The drinks boiler on my Piccino has started to squeak and groan a little as it heats up. It happens some, not all of the time. The longer the machine stays on, the less squeaky it becomes.

Is this normal, or something to be concerned about?


----------



## fatboyslim (Sep 29, 2011)

My boiler clicks quite a lot as it heats up.

Maybe they are haunted?

Could be a pressure problem, does the squeaking cease if you purge a little water through the group head?


----------



## ObsidianSage (Jan 30, 2012)

Good idea.
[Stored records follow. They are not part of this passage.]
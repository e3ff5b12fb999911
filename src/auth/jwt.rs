use std::sync::Arc;

use async_trait::async_trait;
use axum::{
    extract::{FromRef, FromRequestParts},
    http::request::Parts,
};
use axum_extra::extract::cookie::CookieJar;
use jsonwebtoken::{decode, encode, DecodingKey, EncodingKey, Header, Validation};
use serde::Serialize;
use time::{Duration as TimeDuration, OffsetDateTime};
use tracing::{debug, warn};
use uuid::Uuid;

use super::claims::{Claims, TokenKind};
use super::cookies::ACCESS_COOKIE;
use crate::{config::JwtConfig, error::AppError};

#[derive(Clone)]
struct KeyPair {
    encoding: EncodingKey,
    decoding: DecodingKey,
}

impl KeyPair {
    fn from_secret(secret: &str) -> Self {
        Self {
            encoding: EncodingKey::from_secret(secret.as_bytes()),
            decoding: DecodingKey::from_secret(secret.as_bytes()),
        }
    }
}

/// Signing and verification keys for both token kinds, each with its own secret.
#[derive(Clone)]
pub struct JwtKeys {
    access: KeyPair,
    refresh: KeyPair,
    issuer: String,
    audience: String,
    access_ttl: TimeDuration,
    refresh_ttl: TimeDuration,
}

#[derive(Debug, Clone, Serialize)]
#[serde(rename_all = "camelCase")]
pub struct TokenPair {
    pub access_token: String,
    pub refresh_token: String,
}

impl JwtKeys {
    pub fn from_config(cfg: &JwtConfig) -> Result<Self, AppError> {
        if cfg.access_secret.trim().is_empty() || cfg.refresh_secret.trim().is_empty() {
            return Err(AppError::Signing("token secrets must not be empty".into()));
        }
        if cfg.access_secret == cfg.refresh_secret {
            return Err(AppError::Signing(
                "access and refresh secrets must differ".into(),
            ));
        }
        Ok(Self {
            access: KeyPair::from_secret(&cfg.access_secret),
            refresh: KeyPair::from_secret(&cfg.refresh_secret),
            issuer: cfg.issuer.clone(),
            audience: cfg.audience.clone(),
            access_ttl: TimeDuration::minutes(cfg.access_ttl_minutes),
            refresh_ttl: TimeDuration::minutes(cfg.refresh_ttl_minutes),
        })
    }

    pub fn access_ttl(&self) -> TimeDuration {
        self.access_ttl
    }

    pub fn refresh_ttl(&self) -> TimeDuration {
        self.refresh_ttl
    }

    fn keys(&self, kind: TokenKind) -> (&KeyPair, TimeDuration) {
        match kind {
            TokenKind::Access => (&self.access, self.access_ttl),
            TokenKind::Refresh => (&self.refresh, self.refresh_ttl),
        }
    }

    fn sign_with_kind(&self, user_id: Uuid, kind: TokenKind) -> Result<String, AppError> {
        let (keys, ttl) = self.keys(kind);
        let now = OffsetDateTime::now_utc();
        let exp = now + ttl;
        let claims = Claims {
            sub: user_id,
            iat: now.unix_timestamp().max(0) as usize,
            exp: exp.unix_timestamp().max(0) as usize,
            iss: self.issuer.clone(),
            aud: self.audience.clone(),
            kind,
            jti: Uuid::new_v4(),
        };
        let token = encode(&Header::default(), &claims, &keys.encoding)
            .map_err(|e| AppError::Signing(e.to_string()))?;
        debug!(user_id = %user_id, kind = ?kind, "jwt signed");
        Ok(token)
    }

    pub fn issue_access(&self, user_id: Uuid) -> Result<String, AppError> {
        self.sign_with_kind(user_id, TokenKind::Access)
    }

    pub fn issue_refresh(&self, user_id: Uuid) -> Result<String, AppError> {
        self.sign_with_kind(user_id, TokenKind::Refresh)
    }

    pub fn issue_pair(&self, user_id: Uuid) -> Result<TokenPair, AppError> {
        Ok(TokenPair {
            access_token: self.issue_access(user_id)?,
            refresh_token: self.issue_refresh(user_id)?,
        })
    }

    fn verify_kind(&self, token: &str, kind: TokenKind) -> Result<Claims, AppError> {
        let (keys, _) = self.keys(kind);
        let mut validation = Validation::default();
        validation.set_audience(std::slice::from_ref(&self.audience));
        validation.set_issuer(std::slice::from_ref(&self.issuer));
        // Expired, malformed and wrong-key tokens all collapse into one error.
        let data = decode::<Claims>(token, &keys.decoding, &validation).map_err(|e| {
            debug!(error = %e, kind = ?kind, "jwt rejected");
            AppError::Authentication("invalid token")
        })?;
        if data.claims.kind != kind {
            return Err(AppError::Authentication("invalid token"));
        }
        debug!(user_id = %data.claims.sub, kind = ?kind, "jwt verified");
        Ok(data.claims)
    }

    pub fn verify_access(&self, token: &str) -> Result<Uuid, AppError> {
        self.verify_kind(token, TokenKind::Access).map(|c| c.sub)
    }

    /// Signature and expiry only; the caller must still compare against the stored token.
    pub fn verify_refresh(&self, token: &str) -> Result<Uuid, AppError> {
        self.verify_kind(token, TokenKind::Refresh).map(|c| c.sub)
    }
}

/// Authenticated user id, taken from the `accessToken` cookie or a Bearer header.
#[derive(Debug, Clone, Copy)]
pub struct AuthUser(pub Uuid);

#[async_trait]
impl<S> FromRequestParts<S> for AuthUser
where
    S: Send + Sync,
    Arc<JwtKeys>: FromRef<S>,
{
    type Rejection = AppError;

    async fn from_request_parts(parts: &mut Parts, state: &S) -> Result<Self, Self::Rejection> {
        let keys = Arc::<JwtKeys>::from_ref(state);

        let jar = CookieJar::from_headers(&parts.headers);
        let cookie = jar.get(ACCESS_COOKIE).map(|c| c.value().to_string());
        let bearer = parts
            .headers
            .get(axum::http::header::AUTHORIZATION)
            .and_then(|v| v.to_str().ok())
            .and_then(|h| h.strip_prefix("Bearer ").or_else(|| h.strip_prefix("bearer ")))
            .map(|t| t.trim().to_string());

        if cookie.is_none() && bearer.is_none() {
            return Err(AppError::Authentication("missing access token"));
        }

        // A stale cookie must not shadow a valid header.
        for token in cookie.iter().chain(bearer.iter()) {
            if let Ok(user_id) = keys.verify_access(token) {
                return Ok(AuthUser(user_id));
            }
        }
        warn!("invalid or expired access token");
        Err(AppError::Authentication("invalid token"))
    }
}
I'll give it a try in the morning.

Dan

Sent from my Galaxy S smartphone.


----------



## MikeHag (Mar 13, 2011)

If your pump has a filter then it can make a noise if it needs to be cleaned. I know little more than that... just know from my faema manual.


----------



## ObsidianSage (Jan 30, 2012)

Don't understand you Mike. This is when the waters heating. I'm not running the pump.

Dan

Sent from my Galaxy S smartphone.


----------



## MikeHag (Mar 13, 2011)

Must be irrelevant then. I've been talking a lot of shite lately.


----------



## Monkey_Devil (Jul 11, 2011)

Any chance its loud enough for you to take a video that will pick up the sound? That way, if none of us can help, you could send the link to the Fracino engineers who I'm sure would help.


----------



## mike 100 (Jul 15, 2010)

My old classic used to make similar noises, descaling used to help, limescale on the element perhaps?


----------



## jimbow (Oct 13, 2011)

Could the noise be coming from the steam boiler rather than the brew boiler?


----------



## ObsidianSage (Jan 30, 2012)

I think you may be right. I need longer to play with it than week nights allow

Dan

Sent from my Galaxy S smartphone.


----------



## hashluck (Jan 11, 2011)

Have not used mine for a while (oh the shame) but fired it up yesterday and it squeaks as well! Still makes great espresso though


----------



## ObsidianSage (Jan 30, 2012)

Well my squeak is intermittent. I find that its less prone to squeaking if I run a full drip trays worth of water through it and vent the steam wand as soon as I switch it on.

Dan

Sent from my Galaxy S smartphone.


----------



## hashluck (Jan 11, 2011)

ObsidianSage said:


> Well my squeak is intermittent. I find that its less prone to squeaking if I run a full drip trays worth of water through it and vent the steam wand as soon as I switch it on.
> 
> Dan
> 
> Sent from my Galaxy S smartphone.


Hi Dan, I tend to do that anyway and mine did stop squeaking after a short while of use. I think it is because I had not used it for a couple of months or more!


----------